Mol Pharmacol. 1990 Dec;38(6):904-9.
Palytoxin (PTX) is a non-12-O-tetradecanoylphorbol-13-acetate-type tumor promoter that has potent cardiotoxic properties. In embryonic chick ventricular cells, PTX increased [Ca2+]i (K0.5 = 5 nM) in a manner that was dependent on the presence of extracellular Ca2+. The action of PTX was not consequent to its depolarizing action, to the opening of voltage-dependent Ca2+ channels, to an intracellular Na+ load, or to intracellular acidification. Flow cytometric analysis of the [Ca2+]i distribution in PTX-treated cells showed that only the largest ventricular cells responded to the toxin. All ventricular cells responded to PTX by intracellar acidification. PTX also increased 22Na+ uptake by cardiac cells (K0.5 = 100 nM) via a pathway that was sensitive to 3,4-dichlorobenzamil (K0.5 = 8 microM), suggesting a possible involvement of the Na+/Ca2+ antiporter. We conclude that the action of PTX in chick cardiac cells is distinct from that in erythrocytes or in fibroblasts and that it likely involves several distinct mechanisms. A primary action of PTX could be to open a Ca2+ uptake pathway in the plasma membrane, which would then trigger 22Na+ uptake by the Na+/Ca2+ antiporter.
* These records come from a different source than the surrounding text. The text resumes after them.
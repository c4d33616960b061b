use crate::core::analytics::{DEFAULT_MIN_CONFIDENCE, DEFAULT_MIN_SUPPORT};
use crate::core::generator::GenerationConfig;
use crate::core::report::ReportOptions;
use crate::io::menu_source::DEFAULT_FETCH_TIMEOUT;
use crate::pipeline::{
    PipelineConfig, DEFAULT_MENU_URL, DEFAULT_OUTPUT_FILE, DEFAULT_TRANSACTION_COUNT,
};
use clap::Parser;
use std::path::PathBuf;
use std::time::Duration;
use tracing::warn;

/// Generate a synthetic cafe point-of-sale dataset from a menu CSV
#[derive(Parser, Debug)]
#[command(name = "cafe-dataset-generator")]
#[command(about = "Generate a synthetic cafe transaction dataset from a menu CSV", long_about = None)]
pub struct CliArgs {
    /// Menu CSV location (file path or http(s) URL)
    #[arg(
        long = "menu",
        value_name = "SOURCE",
        default_value = DEFAULT_MENU_URL,
        help = "Menu CSV file path or URL with columns Category, Item, Price (INR)"
    )]
    pub menu: String,

    /// Number of transactions to generate
    #[arg(
        short = 'n',
        long = "count",
        value_name = "N",
        default_value_t = DEFAULT_TRANSACTION_COUNT,
        value_parser = clap::value_parser!(u32).range(1..),
        help = "Number of transactions to generate"
    )]
    pub count: u32,

    /// Output CSV path
    #[arg(
        short = 'o',
        long = "output",
        value_name = "PATH",
        default_value = DEFAULT_OUTPUT_FILE,
        help = "Output CSV path (overwritten if it exists)"
    )]
    pub output: PathBuf,

    /// Seed for reproducible datasets
    #[arg(long = "seed", value_name = "SEED", help = "Seed for a reproducible dataset")]
    pub seed: Option<u64>,

    /// Sample rows printed in the report
    #[arg(
        long = "sample",
        value_name = "ROWS",
        default_value_t = 5,
        help = "Number of leading transactions shown in the report"
    )]
    pub sample: usize,

    /// Rows in the best-sellers table
    #[arg(
        long = "top",
        value_name = "ROWS",
        default_value_t = 10,
        help = "Number of best-selling items listed in the report"
    )]
    pub top: usize,

    /// Support threshold for item pairs
    #[arg(
        long = "min-support",
        value_name = "FRACTION",
        default_value_t = DEFAULT_MIN_SUPPORT,
        value_parser = parse_fraction,
        help = "Minimum share of orders (0 to 1) for an item pair to be reported"
    )]
    pub min_support: f64,

    /// Confidence threshold for association rules
    #[arg(
        long = "min-confidence",
        value_name = "FRACTION",
        default_value_t = DEFAULT_MIN_CONFIDENCE,
        value_parser = parse_fraction,
        help = "Minimum confidence (0 to 1) for an association rule to be reported"
    )]
    pub min_confidence: f64,

    /// HTTP fetch timeout in seconds
    #[arg(
        long = "timeout-secs",
        value_name = "SECS",
        help = "Menu download timeout in seconds (default: 30)"
    )]
    pub timeout_secs: Option<u64>,

    /// Report on an existing dataset instead of generating one
    #[arg(
        long = "summarize",
        value_name = "PATH",
        help = "Print the report for an existing transactions CSV and exit"
    )]
    pub summarize: Option<PathBuf>,

    /// Debug logging
    #[arg(short = 'v', long = "verbose", conflicts_with = "quiet")]
    pub verbose: bool,

    /// Errors only
    #[arg(short = 'q', long = "quiet")]
    pub quiet: bool,
}

impl CliArgs {
    /// Create a PipelineConfig from CLI arguments
    ///
    /// A zero timeout falls back to the default with a warning.
    pub fn to_pipeline_config(&self) -> PipelineConfig {
        let fetch_timeout = match self.timeout_secs {
            Some(0) => {
                warn!(
                    "Invalid timeout (0s), using default ({}s)",
                    DEFAULT_FETCH_TIMEOUT.as_secs()
                );
                DEFAULT_FETCH_TIMEOUT
            }
            Some(secs) => Duration::from_secs(secs),
            None => DEFAULT_FETCH_TIMEOUT,
        };

        PipelineConfig {
            menu_location: self.menu.clone(),
            fetch_timeout,
            transaction_count: self.count,
            output_path: self.output.clone(),
            seed: self.seed,
            generation: GenerationConfig::default(),
            report: self.to_report_options(),
        }
    }

    /// Report settings; the title reflects generate vs. summarize mode
    pub fn to_report_options(&self) -> ReportOptions {
        let title = match &self.summarize {
            Some(path) => format!("Summary of {}.", path.display()),
            None => ReportOptions::default().title,
        };

        ReportOptions {
            title,
            sample_size: self.sample,
            top_items: self.top,
            min_support: self.min_support,
            min_confidence: self.min_confidence,
        }
    }
}

fn parse_fraction(value: &str) -> Result<f64, String> {
    let fraction: f64 = value
        .parse()
        .map_err(|_| format!("'{}' is not a number", value))?;
    if (0.0..=1.0).contains(&fraction) {
        Ok(fraction)
    } else {
        Err(format!("{} is outside 0..=1", fraction))
    }
}
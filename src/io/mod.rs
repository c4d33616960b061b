//! I/O module
//!
//! Handles menu loading and the transaction CSV format.
//!
//! # Components
//!
//! - `menu_source` - Where menu text comes from (file or HTTP)
//! - `menu_format` - Menu CSV parsing and validation
//! - `transaction_csv` - Transaction dataset serialization and reading back

pub mod menu_format;
pub mod menu_source;
pub mod transaction_csv;

pub use menu_format::{parse_menu, parse_menu_items};
pub use menu_source::{create_menu_source, FileMenuSource, HttpMenuSource, MenuSource};
pub use transaction_csv::{
    read_transactions_csv, read_transactions_file, write_transactions_csv,
    write_transactions_file,
};
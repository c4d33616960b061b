// CLI module
// Command-line interface, argument parsing and log setup

mod args;

pub use args::CliArgs;

use clap::Parser;
use tracing_subscriber::EnvFilter;

/// Parse command-line arguments using clap
///
/// On invalid arguments or `--help`, clap prints a message and exits the
/// process.
pub fn parse_args() -> CliArgs {
    CliArgs::parse()
}

/// Install the stderr log subscriber
///
/// `RUST_LOG` wins when set; otherwise `--quiet` selects `error`,
/// `--verbose` selects `debug`, and the default is `info`.
pub fn setup_logging(verbose: bool, quiet: bool) {
    let default_level = if quiet {
        "error"
    } else if verbose {
        "debug"
    } else {
        "info"
    };
    let filter =
        EnvFilter::try_from_default_env().unwrap_or_else(|_| EnvFilter::new(default_level));

    tracing_subscriber::fmt()
        .with_env_filter(filter)
        .with_target(false)
        .with_writer(std::io::stderr)
        .init();
}
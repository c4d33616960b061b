//! Cafe Dataset Generator Library
//! # Overview
//!
//! This library synthesizes a point-of-sale transaction dataset for a cafe from
//! a menu CSV, writes it as CSV, and summarizes it.
//!
//! # Architecture
//!
//! The system is a linear pipeline organized into several components:
//!
//! - [`types`] - Core data types (MenuItem, Transaction, etc.)
//! - [`cli`] - CLI arguments parsing and log setup
//! - [`io`] - Menu sources, menu parsing and the transaction CSV format
//! - [`core`] - Business logic components:
//!   - [`core::generator`] - Random order synthesis
//!   - [`core::stats`] - Summary statistics
//!   - [`core::analytics`] - Sales breakdowns
//!   - [`core::report`] - Human-readable report
//! - [`pipeline`] - Stage orchestration
//!
//! # Order Model
//!
//! Each transaction gets:
//!
//! - **Date**: uniform over 2023-01-01..=2023-12-31
//! - **Time**: between 08:00 and 20:59
//! - **Items**: 1 to 3 main items (never from "Add-Ons"), quantity 1 or 2 each
//! - **Add-on**: with probability 0.5, one "Add-Ons" item at quantity 1
//! - **Payment**: Card, Cash, UPI or Mobile Wallet
//!
//! The random source is injected, so a seeded `StdRng` reproduces a dataset.

// Module declarations
pub mod cli;
pub mod core;
pub mod io;
pub mod pipeline;
pub mod types;

pub use crate::core::{compute_stats, generate, DatasetStats, GenerationConfig, TransactionGenerator};
pub use crate::io::{read_transactions_file, write_transactions_file};
pub use pipeline::{DatasetPipeline, PipelineConfig};
pub use types::{
    GeneratorError, MenuByCategory, MenuItem, PaymentMethod, Transaction, TransactionId,
};
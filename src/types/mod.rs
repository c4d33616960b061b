//! Types module
//!
//! Contains core data structures used throughout the application.
//! This module organizes types into logical submodules:
//! - `menu`: Menu items and their grouping by category
//! - `transaction`: Synthesized transactions and payment methods
//! - `error`: Error types for the dataset generator

pub mod error;
pub mod menu;
pub mod transaction;

pub use error::GeneratorError;
pub use menu::{MenuByCategory, MenuItem, ADD_ON_CATEGORY};
pub use transaction::{PaymentMethod, Transaction, TransactionId, LIST_SEPARATOR};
刺尾鱼毒素(PTX)是一种非12 - O - 十四烷酰佛波醇 - 13 - 乙酸酯型肿瘤促进剂,具有强大的心脏毒性。在胚胎鸡心室细胞中,PTX以依赖细胞外Ca2 +存在的方式增加了[Ca2 +]i(K0.5 = 5 nM)。PTX的作用并非因其去极化作用、电压依赖性Ca2 +通道的开放、细胞内Na +负荷或细胞内酸化所致。对PTX处理细胞中[Ca2 +]i分布的流式细胞术分析表明,只有最大的心室细胞对该毒素有反应。所有心室细胞都通过细胞内酸化对PTX产生反应。PTX还通过对3,4 - 二氯苯甲酰胺敏感的途径(K0.5 = 8 microM)增加了心脏细胞对22Na +的摄取,提示Na +/Ca2 +反向转运体可能参与其中。我们得出结论,PTX在鸡心脏细胞中的作用不同于其在红细胞或成纤维细胞中的作用,并且可能涉及几种不同的机制。PTX的主要作用可能是打开质膜中的Ca2 +摄取途径,进而触发Na +/Ca2 +反向转运体对22Na +的摄取。